Kenapa kami ke Sittwe Township, bukan ke Distrik Maungdaw? Pertama, saat ini akses dan perizinan buat masuk ke sana sangat sulit. Kedua, kami belum menemukan seorang pemandu lokal yang bersedia mendampingi kami selama di sana. Ketiga, kami ingin menyerahkan donasi bantuan tambahan untuk kelanjutan proses pembangunan sekolah di Desa Oo Yin Thar, termasuk mengontrol pemasangan hand pump (pompa air) yang sudah dipasang di beberapa titik kamp pengungsian di Sittwe Township.
Kendati demikian, Sittwe Township atau Maungdaw sama-sama merupakan wilayah dari Rakhine State yang penduduknya mayoritas Muslim Rohingya. Kalau melihat peta dunia, lokasi Sittwe Township berada di bawah Maungdaw. Keduanya dekat dengan pesisir Teluk Bengala.
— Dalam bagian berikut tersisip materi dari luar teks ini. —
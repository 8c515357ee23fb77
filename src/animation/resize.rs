use anyhow::Result;
use fast_image_resize::{
    images::Image, FilterType, PixelType, ResizeAlg, ResizeOptions, Resizer,
};
use image::{ImageBuffer, RgbImage};
use std::num::NonZeroU32;

use super::error::AnimationError;

/// Bring every frame to the dimensions of the first one.
///
/// The first frame is the reference and is never touched. Mismatched frames
/// are stretched to the exact reference size; aspect distortion is accepted
/// rather than letterboxing or cropping. Returns the frames together with
/// the number that needed resizing.
pub fn normalize_dimensions(
    frames: Vec<RgbImage>,
) -> Result<(Vec<RgbImage>, usize), AnimationError> {
    let mut iter = frames.into_iter();
    let reference = match iter.next() {
        Some(frame) => frame,
        None => return Ok((Vec::new(), 0)),
    };
    let (width, height) = reference.dimensions();

    let mut normalized = vec![reference];
    let mut resized = 0;

    for (index, frame) in iter.enumerate() {
        if frame.dimensions() == (width, height) {
            normalized.push(frame);
        } else {
            let stretched =
                stretch_to(&frame, width, height).map_err(|source| AnimationError::Resize {
                    // index 0 is the reference frame
                    index: index + 1,
                    width,
                    height,
                    source,
                })?;
            normalized.push(stretched);
            resized += 1;
        }
    }

    Ok((normalized, resized))
}

/// Resize an image to exact dimensions using Lanczos3 resampling
fn stretch_to(img: &RgbImage, width: u32, height: u32) -> Result<RgbImage> {
    let (src_width, src_height) = img.dimensions();

    if src_width == width && src_height == height {
        return Ok(img.clone());
    }

    let src_width = NonZeroU32::new(src_width)
        .ok_or_else(|| anyhow::anyhow!("Source width is zero"))?;
    let src_height = NonZeroU32::new(src_height)
        .ok_or_else(|| anyhow::anyhow!("Source height is zero"))?;
    let dst_width =
        NonZeroU32::new(width).ok_or_else(|| anyhow::anyhow!("Target width is zero"))?;
    let dst_height =
        NonZeroU32::new(height).ok_or_else(|| anyhow::anyhow!("Target height is zero"))?;

    let src_image = Image::from_vec_u8(
        src_width.into(),
        src_height.into(),
        img.as_raw().clone(),
        PixelType::U8x3,
    )?;

    let mut dst_image = Image::new(dst_width.into(), dst_height.into(), PixelType::U8x3);

    let mut resizer = Resizer::new();
    let options =
        ResizeOptions::new().resize_alg(ResizeAlg::Convolution(FilterType::Lanczos3));
    resizer.resize(&src_image, &mut dst_image, Some(&options))?;

    let output: RgbImage = ImageBuffer::from_raw(width, height, dst_image.buffer().to_vec())
        .ok_or_else(|| anyhow::anyhow!("Resized buffer has unexpected length"))?;

    Ok(output)
}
Baca: Berbekal “Surat Sakti’ Sambangi Pengungsi Rohingya di Rakhine
Kami mengamati dan merasakan langsung kondisi para pengungsi Rohingya di sana sangat memprihatinkan. Junta militer maupun polisi melarang keras mereka keluar dari kamp pengungsian, yang dikelilingi pagar kawat berduri serta kompleks perumahan junta militer dan polisi tersebut.
Berdinding Gedheg
Sarana dan prasarana di lokasi pengungsian secara umum sangat terbatas. Kondisinya jauh dari standar pada umumnya. Misalnya sarana dan prasarana pendidikan. Bangunan sekolah yang ada saat ini kebanyakan masih bangunan lama. Perlu adanya renovasi, termasuk tambahan bangunan buat ruang kelas. Seperti yang kini sedang kami kerjakan di Desa Oo Yin Thar.
Dari beberapa sekolah yang kami sambangi, hanya desa itulah yang sekolah dasarnya lumayan bagus bagi ukuran para pengungsi. Dinding sekolahnya sudah menggunakan batu bata yang disusun dengan adukan semen bercampur pasir. Meskipun catnya sudah pada luntur dan mengelupas di sana sini.
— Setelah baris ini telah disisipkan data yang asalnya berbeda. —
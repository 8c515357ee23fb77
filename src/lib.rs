// Library exports so the pipeline can be driven from integration tests
pub mod animation;
pub mod cli;
pub mod utils;

// Re-export commonly used types
pub use animation::{AnimationConfig, AnimationError, AnimationSummary, SkippedFile};
pub use cli::Args;
use crossterm::event::{KeyCode, KeyEvent, KeyModifiers};

/// A set of keys that trigger the same action, plus the text shown in help.
#[derive(Debug, Clone, PartialEq, Eq)]
pub struct KeyBinding {
    keys: Vec<(KeyCode, KeyModifiers)>,
    help_key: String,
    help_desc: String,
}

impl KeyBinding {
    pub fn new(codes: impl IntoIterator<Item = KeyCode>, key: &str, desc: &str) -> Self {
        Self {
            keys: codes
                .into_iter()
                .map(|code| (code, KeyModifiers::NONE))
                .collect(),
            help_key: key.to_string(),
            help_desc: desc.to_string(),
        }
    }

    /// Binding for `ctrl+<c>`.
    pub fn ctrl(c: char, key: &str, desc: &str) -> Self {
        Self {
            keys: vec![(KeyCode::Char(c), KeyModifiers::CONTROL)],
            help_key: key.to_string(),
            help_desc: desc.to_string(),
        }
    }

    pub fn with_help(mut self, key: &str, desc: &str) -> Self {
        self.help_key = key.to_string();
        self.help_desc = desc.to_string();
        self
    }

    pub fn help_key(&self) -> &str {
        &self.help_key
    }

    pub fn help_desc(&self) -> &str {
        &self.help_desc
    }

    pub fn matches(&self, event: &KeyEvent) -> bool {
        // Terminals report shifted characters with SHIFT set; the char already says it.
        let modifiers = match event.code {
            KeyCode::Char(_) | KeyCode::BackTab => event.modifiers.difference(KeyModifiers::SHIFT),
            _ => event.modifiers,
        };
        self.keys
            .iter()
            .any(|(code, mods)| *code == event.code && *mods == modifiers)
    }
}

#[derive(Debug, Clone)]
pub struct KeyMap {
    pub back: KeyBinding,
    pub section: KeyBinding,
    pub prev_section: KeyBinding,
    pub select: KeyBinding,
    pub up: KeyBinding,
    pub down: KeyBinding,
    pub page_up: KeyBinding,
    pub page_down: KeyBinding,
    pub home: KeyBinding,
    pub end: KeyBinding,
    pub parent: KeyBinding,
    pub filter: KeyBinding,
    pub help: KeyBinding,
    pub quit: KeyBinding,
    pub force_quit: KeyBinding,
}

impl Default for KeyMap {
    fn default() -> Self {
        Self {
            back: KeyBinding::new([KeyCode::Esc], "esc", "back"),
            section: KeyBinding::new([KeyCode::Tab], "tab", "switch tab"),
            prev_section: KeyBinding::new([KeyCode::BackTab], "shift+tab", "previous tab"),
            select: KeyBinding::new([KeyCode::Enter], "enter", "select"),
            up: KeyBinding::new([KeyCode::Up, KeyCode::Char('k')], "↑/k", "up"),
            down: KeyBinding::new([KeyCode::Down, KeyCode::Char('j')], "↓/j", "down"),
            page_up: KeyBinding::new([KeyCode::PageUp, KeyCode::Char('b')], "pgup/b", "page up"),
            page_down: KeyBinding::new(
                [KeyCode::PageDown, KeyCode::Char('f')],
                "pgdn/f",
                "page down",
            ),
            home: KeyBinding::new([KeyCode::Home, KeyCode::Char('g')], "g/home", "go to start"),
            end: KeyBinding::new([KeyCode::End, KeyCode::Char('G')], "G/end", "go to end"),
            parent: KeyBinding::new(
                [KeyCode::Left, KeyCode::Char('h'), KeyCode::Backspace],
                "←/h",
                "go back",
            ),
            filter: KeyBinding::new([KeyCode::Char('/')], "/", "filter"),
            help: KeyBinding::new([KeyCode::Char('?')], "?", "toggle help"),
            quit: KeyBinding::new([KeyCode::Char('q')], "q", "quit"),
            force_quit: KeyBinding::ctrl('c', "ctrl+c", "quit"),
        }
    }
}
use std::sync::atomic::{AtomicU64, Ordering};
use std::time::Duration;

use crate::message::{Message, Task};

const FRAMES: &[&str] = &["⣾", "⣽", "⣻", "⢿", "⡿", "⣟", "⣯", "⣷"];

static NEXT_ID: AtomicU64 = AtomicU64::new(1);

/// Opaque token telling which spinner a tick belongs to.
#[derive(Debug, Clone, Copy, PartialEq, Eq, Hash)]
pub struct SpinnerId(u64);

impl SpinnerId {
    fn next() -> Self {
        SpinnerId(NEXT_ID.fetch_add(1, Ordering::Relaxed))
    }
}

/// Loading indicator. Every spinner gets a fresh identity, so ticks scheduled
/// for a replaced spinner are recognisably stale.
#[derive(Debug, Clone)]
pub struct Spinner {
    id: SpinnerId,
    frame: usize,
    interval: Duration,
}

impl Spinner {
    pub fn new(interval: Duration) -> Self {
        Self {
            id: SpinnerId::next(),
            frame: 0,
            interval,
        }
    }

    pub fn id(&self) -> SpinnerId {
        self.id
    }

    pub fn frame(&self) -> usize {
        self.frame
    }

    /// Schedule the next tick for this spinner.
    pub fn tick(&self) -> Task {
        let id = self.id;
        let interval = self.interval;
        Task::new(async move {
            tokio::time::sleep(interval).await;
            Message::SpinnerTick(id)
        })
    }

    pub fn update(&mut self, msg: &Message) -> Vec<Task> {
        match msg {
            Message::SpinnerTick(id) if *id == self.id => {
                self.frame = (self.frame + 1) % FRAMES.len();
                vec![self.tick()]
            }
            _ => Vec::new(),
        }
    }

    pub fn view(&self) -> &'static str {
        FRAMES[self.frame % FRAMES.len()]
    }
}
Di Desa Doo Pyin, Mor Thi Nyar dan Thet Kay Pyin, kondisi sekolahnya jauh lebih memprihatinkan, termasuk rumah. Dindingnya dari anyaman bambu (bahasa jawanya gedheg). Atapnya dari anyaman daun aren. Di sana sini, banyak yang sudah berlubang dan rusak. Bisa dibayangkan jika hujan turun menderas? Tentu miris sekali melihatnya.
Bangunan sekolah di sana berukuran 5×10 meter. Bentuknya ada yang menyerupai rumah panggung. Tapi, ada juga yang serupa rumah pada umumnya. Tak ada sekat antara satu kelas dengan kelas lainnya. Murid-muridnya duduk lesehan. Ada yang saling berhadapan. Ada juga yang saling membelakangi. Meja tulisnya memanjang terbuat dari kayu. Satu meja bisa dipakai untuk 3 anak didik. Semua kondisi sekolah, baik di desa maupun kamp pengungsian hampir serupa itu.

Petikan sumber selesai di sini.